Violent crime rates tend to be lower in the valley when compared to the U.S. national average. However, other crimes such as theft and auto theft tend to be higher. It is advised to take precautions to protect your car especially if you drive a model that is a frequent target of theft.
- Mexico, 301 Mexico Blvd, Brownsville (From US-83/77 Boca Chica exit, travel a few dozen yards west and turn left onto Palm Blvd. Travel SW on Palm Blvd about two miles until it ends on Mexico Blvd. The conslate is in the remodeled mall building.), ☏ , fax: .
- Mexico, 600 S. Broadway Ave., McAllen, ☏ , fax: .
- Other Texas cities -When leaving the Rio Grande Valley whether you are flying or driving you may be asked for proof of status from the Border Patrol.

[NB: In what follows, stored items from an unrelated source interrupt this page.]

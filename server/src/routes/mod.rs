pub mod apply;
pub mod jobs;
pub mod saved;

use axum::{
    Json, Router,
    routing::{delete, get, post},
};
use serde_json::{Value, json};

use crate::state::AppState;

/// Handler for GET / (root)
async fn root_handler() -> &'static str {
    "💼 Job Finder API\n\nEndpoints:\n  GET    /jobs?q=<title>       - Job list, filtered by title\n  POST   /jobs/refresh         - Reload the job feed\n  DELETE /jobs/refresh         - Leave the job list (drop an outstanding reload)\n  GET    /saved                - Saved jobs\n  POST   /saved/{id}           - Save a job\n  DELETE /saved/{id}           - Remove a saved job\n  POST   /apply/validate       - Check an application draft\n  POST   /apply/{id}           - Submit an application\n\nExample:\n  curl 'http://127.0.0.1:3000/jobs?q=engineer'"
}

/// Handler for GET /health
async fn health_handler() -> Json<Value> {
    Json(json!({
        "status": "ok",
        "version": env!("CARGO_PKG_VERSION"),
        "service": "job-finder"
    }))
}

pub fn build_router(state: AppState) -> Router {
    Router::new()
        .route("/", get(root_handler))
        .route("/health", get(health_handler))
        // Job list screen
        .route("/jobs", get(jobs::list_handler))
        .route(
            "/jobs/refresh",
            post(jobs::refresh_handler).delete(jobs::cancel_handler),
        )
        // Saved jobs screen
        .route("/saved", get(saved::list_handler))
        .route(
            "/saved/{id}",
            post(saved::save_handler).delete(saved::remove_handler),
        )
        // Application form screen
        .route("/apply/validate", post(apply::validate_handler))
        .route("/apply/{id}", post(apply::submit_handler))
        .with_state(state)
}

If you are driving north on US 77 or US 281 there are Border Patrol checkpoints about 70 miles north of the international border with Mexico. At these checkpoints all cars must stop. The agents there are looking for illicit drugs and undocumented immigrants. If you are not a US citizen then you need to have appropriate documents (e.g., passport, visa, greencard). When flying out of a Valley airport you may also be stopped by a Border Patrol agent when going through security. Even though you are still in the United States you will need to show documentation verifying that you are in the USA legally before you can fly.

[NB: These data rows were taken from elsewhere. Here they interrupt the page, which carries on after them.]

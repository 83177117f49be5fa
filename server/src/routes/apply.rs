//! Application form screen.
//!
//! Submission is simulated: a valid draft gets an acknowledgment and the
//! screen to go to next. Nothing is stored or transmitted.

use axum::{
    Json,
    extract::{Path, State},
};
use common::{ApplicationDraft, FieldErrors, Submission};
use serde::{Deserialize, Serialize};
use tracing::info;

use crate::errors::AppError;
use crate::state::AppState;

#[derive(Debug, Deserialize)]
#[serde(rename_all = "camelCase")]
pub struct ApplyRequest {
    #[serde(flatten)]
    draft: ApplicationDraft,
    /// Set when the form was opened from the saved jobs screen.
    #[serde(default)]
    from_saved_jobs: bool,
}

#[derive(Debug, Serialize)]
pub struct ValidateResponse {
    valid: bool,
    errors: FieldErrors,
}

/// Handler for POST /apply/validate
pub async fn validate_handler(Json(draft): Json<ApplicationDraft>) -> Json<ValidateResponse> {
    Json(ValidateResponse {
        valid: draft.can_submit(),
        errors: draft.field_errors(),
    })
}

/// Handler for POST /apply/{id}
pub async fn submit_handler(
    State(state): State<AppState>,
    Path(id): Path<String>,
    Json(request): Json<ApplyRequest>,
) -> Result<Json<Submission>, AppError> {
    let job = {
        let session = state.session();
        session
            .feed
            .find(&id)
            .or_else(|| session.saved.get(&id))
            .cloned()
    }
    .ok_or_else(|| AppError::NotFound(format!("No job with id '{id}'")))?;

    let submission = request
        .draft
        .submit(&job, request.from_saved_jobs)
        .map_err(AppError::Validation)?;

    info!(%id, title = %job.title, "application submitted");
    Ok(Json(submission))
}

- Mexico -If you are a U.S. citizen traveling to Mexico you do not need any documentation to travel to Mexican cities and towns along the border. Mexican authorities at the international border will not ask to see any documentation. However, if you travel deeper into Mexico then you will need a tourist visa. There is a secondary checkpoint further south, and there you will need a tourist visa to proceed past that checkpoint. US citizens must bring their passports or passport cards when crossing the border into Mexico in order to return to the US. The United States Department of State travel advisory recommends U.S. citizens defer all non-essential travel to the state of Tamaulipas because of violent crime, including homicide, armed robbery, carjacking, kidnapping, extortion, and sexual assault. It further advises criminal activity is more common along the northern border. Additionally, the advisory notes that the border area has experienced a lot of gun battles and attacks with explosive devices.
- US 83 follows the border out of the Valley to Laredo area through historic Zapata county.
- US 281 and US 77 go north out of the Rio Grande Valley.
- MEX 40 goes south to Monterrey, Saltillo, Torreon, Durango, and ultimately Mazatlan
- MEX 97 goes south to Victoria and Tampico towards Veracruz Mexico.